Random Musings

Thoughts on writing, relationships, and really bad books.

Random Musings






The Splat Method:

If I’m lucky, I already have a subject in mind when I sit down to compose the next installment of this column. Often, however, the deadline looms and I am as bereft of ideas as Boris Johnson after the success of Brexit. When that happens, I rely on the Splat Method: I splat my fingers on the keyboard and hope that a sentence or an idea will magically appear which will inspire another 700-plus words.

Due to summer travel, I must write two columns back-to-back. For this, the second one, instead of wracking my brain for another grand theme around which I can fashion my usual wordy confection of wit and brilliance, I am taking the liberty of scraping together random ruminations that were the fringe drippings of the last Splat Method session.

Literally:

It’s camp season at the YMCA, which means I get to eavesdrop on hordes of young campers and their counselors in the locker room. Actually, “eavesdrop” is putting it too harshly. I cannot escape the cacophony of scores of screaming girls, their voices amplified to ear-bleeding volume by the tiled interior of the changing room.

Thus, I have become reluctant audience to the verbal tics of these seemingly innocent tweens and teens. I literally can’t leave the changing room without hearing “literally” uttered literally dozens of times.

 “My mom is literally the meanest person in the world.”

“He’s so cute, I literally have a heart attack every time I see him.”

“I literally have that exact same bathing suit!”

According to my dictionary, the definition for “literal” is, “Avoiding exaggeration, metaphor, or embellishment; factual.”

These girls are literally making a mockery of the word.

Unfriend:

Many treasured relationships have foundered upon the rocky shoals of this long, brutal election season. A 15-year friendship ended when I was abruptly and unceremoniously unfriended on Facebook. I’m sad about it, but find solace in that fact that we now have a single word for the loss of a friendship.

Previously, one had to employ phrases such as “no longer friends” or “don’t keep in touch anymore.” Even “break up” was not sufficient with its implication of romantic attachment. So, thank you, Facebook, for giving the world both a bloodless way to end friendships and a single word to describe it.

WTF? Books:

You know those books that make you shake your head and say, “WTF, publishing industry?”: Novels penned by Hollywood celebrities, Madonna’s series — yes, series — of books for children, the first-draft-slash-sequel Go Set a Watchman, thrillers “co-written” by big-name authors who claim to supply the plot leaving it to lesser-knowns to provide the actual writing… The list goes on and on.

Add to it The Voyeur’s Motel, the latest vanity piece from Gay Talese, published by Grove Atlantic as narrative journalism. Turns out, it’s more like armchair journalism. Before publication, Talese knew the most sensational claim in his book — that the subject of his narrative had witnessed a murder — could not be confirmed through local police records. Yet he included that and other unverified events in the book with a tiny disclaimer embedded in the text (but absent from the promotional material) that maybe the subject is not the most reliable narrator. But what the heck! His stories sure are salacious, Talese didn’t make him up, and therefore let’s just present the book as nonfiction.

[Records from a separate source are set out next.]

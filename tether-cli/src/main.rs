//! Tether CLI - open sessions, watch connectivity, manage config.
//!
//! Useful for poking at an event server from the terminal: register a few
//! handlers, type `EVENT JSON` lines to send, and watch what comes back.

mod commands;

use std::path::{Path, PathBuf};

use anyhow::Context;
use clap::{Parser, Subcommand};
use tracing::{debug, info};

use tether_core::config::{AppConfig, ConfigHandle};
use tether_core::error::TetherResult;
use tether_core::logging;
use tether_core::platform::Platform;

/// tether - resilient event sessions over WebSocket.
#[derive(Parser)]
#[command(name = "tether", version, about = "Resilient event-multiplexing WebSocket client")]
struct Cli {
    /// Path to the configuration file.
    #[arg(short, long, global = true)]
    config: Option<String>,

    /// Enable verbose logging (debug level).
    #[arg(short, long, global = true)]
    verbose: bool,

    /// Output format (text, json).
    #[arg(short = 'f', long, global = true, default_value = "text")]
    format: OutputFormat,

    #[command(subcommand)]
    command: Commands,
}

/// Output format for CLI responses.
#[derive(Debug, Clone, Copy, PartialEq, Eq, clap::ValueEnum)]
pub enum OutputFormat {
    /// Human-readable text output.
    Text,
    /// One JSON object per line, for scripting.
    Json,
}

#[derive(Subcommand)]
enum Commands {
    /// Open a session and print the events it handles.
    Connect(commands::connect::ConnectArgs),
    /// Watch network reachability and latency.
    Probe {
        /// URL to check (overrides config).
        #[arg(short, long)]
        url: Option<String>,
        /// Milliseconds between checks (overrides config).
        #[arg(short, long)]
        interval_ms: Option<u64>,
        /// Stop after this many checks.
        #[arg(short = 'n', long)]
        count: Option<u32>,
    },
    /// Show or initialize the configuration file.
    Config {
        #[command(subcommand)]
        action: commands::config::ConfigAction,
    },
}

fn resolve_config_path(explicit: Option<&str>) -> TetherResult<PathBuf> {
    match explicit {
        Some(path) => Ok(PathBuf::from(path)),
        None => AppConfig::default_config_path(),
    }
}

/// Load the config file, falling back to defaults when it does not exist.
fn load_config(path: &Path) -> TetherResult<AppConfig> {
    if !path.exists() {
        return Ok(AppConfig::default());
    }
    let config = AppConfig::load_from_file(path)
        .with_context(|| format!("failed to load config from {}", path.display()))?;
    Ok(config)
}

#[tokio::main]
async fn main() -> TetherResult<()> {
    let cli = Cli::parse();

    let config_path = resolve_config_path(cli.config.as_deref())?;
    let config = load_config(&config_path)?;

    let log_level = if cli.verbose || config.debug {
        "debug".to_string()
    } else {
        config.logging.level.clone()
    };
    let log_dir = if config.logging.directory.is_empty() {
        None
    } else {
        Some(config.effective_log_dir()?)
    };
    let _guard = logging::init_logging(&log_level, log_dir.as_deref(), config.logging.json_output)?;

    info!("tether CLI v{}", tether_core::constants::APP_VERSION);
    debug!("config path: {} ({})", config_path.display(), Platform::current());

    let config_handle = ConfigHandle::new(config);

    match cli.command {
        Commands::Connect(args) => {
            commands::connect::run(config_handle, &config_path, args, cli.format).await
        }
        Commands::Probe { url, interval_ms, count } => {
            commands::probe::run(config_handle, url, interval_ms, count, cli.format).await
        }
        Commands::Config { action } => {
            commands::config::run(config_handle, &config_path, action, cli.format).await
        }
    }
}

The New Yorker, a self-proclaimed standard-bearer of meticulous fact-checking, published a lengthy excerpt, which I read while wondering why the usually reliable magazine had given so much space to a mediocre piece of writing on an inconsequential subject. It all made sense when it was revealed that many of the dates cited in the subject’s diary excerpts, which made up a large chunk of the article, did not align with historical evidence. While the New Yorker’s nonfiction articles are dependably excellent, its fiction is much more hit-and-miss.  

The Voyeur’s Motel is not just a symptom of the cronyism and extreme deference given to brand-name authors within the publishing industry, but also a damning example of the increasing disregard for the distinction between fiction and fact. What was once universally expected to stay within the long-established confines of nonfiction — journalism, memoirs, statements from presidential candidates — now nonchalantly strays into the realm of the make-believe, with little apparent consequence.